BEGIN Supplied material

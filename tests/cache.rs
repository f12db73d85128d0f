use std::{sync::Arc, thread};

use memocalc::{
    cache::{ExpressionCache, normalize},
    config::EngineConfig,
    error::ErrorKind,
    interpreter::parser::core::Strategy,
};

#[test]
fn mixed_session_statistics() {
    let cache = ExpressionCache::new();

    assert_eq!(cache.evaluate("2 + 3 * 4").unwrap(), 14.0);
    assert_eq!(cache.evaluate("2+3*4").unwrap(), 14.0);
    assert_eq!(cache.evaluate("(2 + 3) * 4").unwrap(), 20.0);
    assert_eq!(cache.evaluate("1 / 0").unwrap_err().kind(), ErrorKind::DivisionByZero);

    let stats = cache.stats();
    assert_eq!(stats.hits, 1);
    assert_eq!(stats.misses, 3);
    assert_eq!(stats.total, 4);
    assert!((stats.hit_rate - 25.0).abs() < f64::EPSILON);
    assert_eq!(stats.entries, 2);
}

#[test]
fn normalization_only_strips_whitespace() {
    assert_eq!(normalize(" 1 +\t2\n"), "1+2");
    assert_eq!(normalize("(1)"), "(1)");
    assert_eq!(normalize("2 3"), "23");

    let cache = ExpressionCache::new();
    assert_eq!(cache.evaluate("2 3").unwrap(), 23.0);
    assert!(cache.contains("23"));
}

#[test]
fn repeated_failures_are_misses_every_time() {
    let cache = ExpressionCache::new();
    for _ in 0..3 {
        assert_eq!(cache.evaluate("(1").unwrap_err().kind(), ErrorKind::ParenMismatch);
    }

    let stats = cache.stats();
    assert_eq!(stats.misses, 3);
    assert_eq!(stats.hits, 0);
    assert!(cache.is_empty());
}

#[test]
fn clear_then_reevaluate_is_a_miss() {
    let cache = ExpressionCache::new();
    cache.evaluate("6/3").unwrap();
    cache.evaluate("6/3").unwrap();
    cache.clear();

    assert!(!cache.contains("6/3"));
    cache.evaluate("6 / 3").unwrap();

    let stats = cache.stats();
    assert_eq!(stats.hits, 1);
    assert_eq!(stats.misses, 2);
    assert_eq!(stats.entries, 1);
}

#[test]
fn strategies_fill_the_cache_identically() {
    let inputs = ["1+2*3", "-(4-6)/2", "7/0", "(1", "((2))*((3))"];

    let descent = ExpressionCache::new();
    let shunting =
        ExpressionCache::with_config(EngineConfig::default().with_strategy(Strategy::ShuntingYard));

    for input in inputs {
        let a = descent.evaluate(input);
        let b = shunting.evaluate(input);
        match (a, b) {
            (Ok(x), Ok(y)) => assert_eq!(x, y, "{input}"),
            (Err(x), Err(y)) => assert_eq!(x, y, "{input}"),
            (x, y) => panic!("{input}: {x:?} vs {y:?}"),
        }
    }

    assert_eq!(descent.cached_expressions(), shunting.cached_expressions());
}

#[test]
fn shared_between_threads() {
    const THREADS: u64 = 8;
    const ROUNDS: u64 = 50;
    let expressions: Vec<String> = (1..=10).map(|n| format!("{n} * ({n} + 1) / 2")).collect();

    let cache = Arc::new(ExpressionCache::new());
    let handles: Vec<_> = (0..THREADS).map(|_| {
                                           let cache = Arc::clone(&cache);
                                           let expressions = expressions.clone();
                                           thread::spawn(move || {
                                               for _ in 0..ROUNDS {
                                                   for (i, expression) in
                                                       expressions.iter().enumerate()
                                                   {
                                                       let n = (i + 1) as f64;
                                                       assert_eq!(cache.evaluate(expression)
                                                                       .unwrap(),
                                                                  n * (n + 1.0) / 2.0);
                                                   }
                                               }
                                           })
                                       })
                                       .collect();

    for handle in handles {
        handle.join().unwrap();
    }

    let stats = cache.stats();
    assert_eq!(stats.total, THREADS * ROUNDS * 10);
    assert_eq!(stats.misses, 10);
    assert_eq!(stats.hits, stats.total - 10);
    assert_eq!(stats.entries, 10);
}

#[test]
fn clear_races_with_evaluation() {
    let cache = Arc::new(ExpressionCache::new());

    let worker = {
        let cache = Arc::clone(&cache);
        thread::spawn(move || {
            for _ in 0..200 {
                assert_eq!(cache.evaluate("40+2").unwrap(), 42.0);
            }
        })
    };
    for _ in 0..50 {
        cache.clear();
    }
    worker.join().unwrap();

    let stats = cache.stats();
    assert_eq!(stats.hits + stats.misses, 200);
    assert!(stats.entries <= 1);
}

END Supplied material

→ **Problem to solve**: Go through the material above and report each line containing "collect".

→ **Problem solution**:
    let expressions: Vec<String> = (1..=10).map(|n| format!("{n} * ({n} + 1) / 2")).collect();
                                       .collect();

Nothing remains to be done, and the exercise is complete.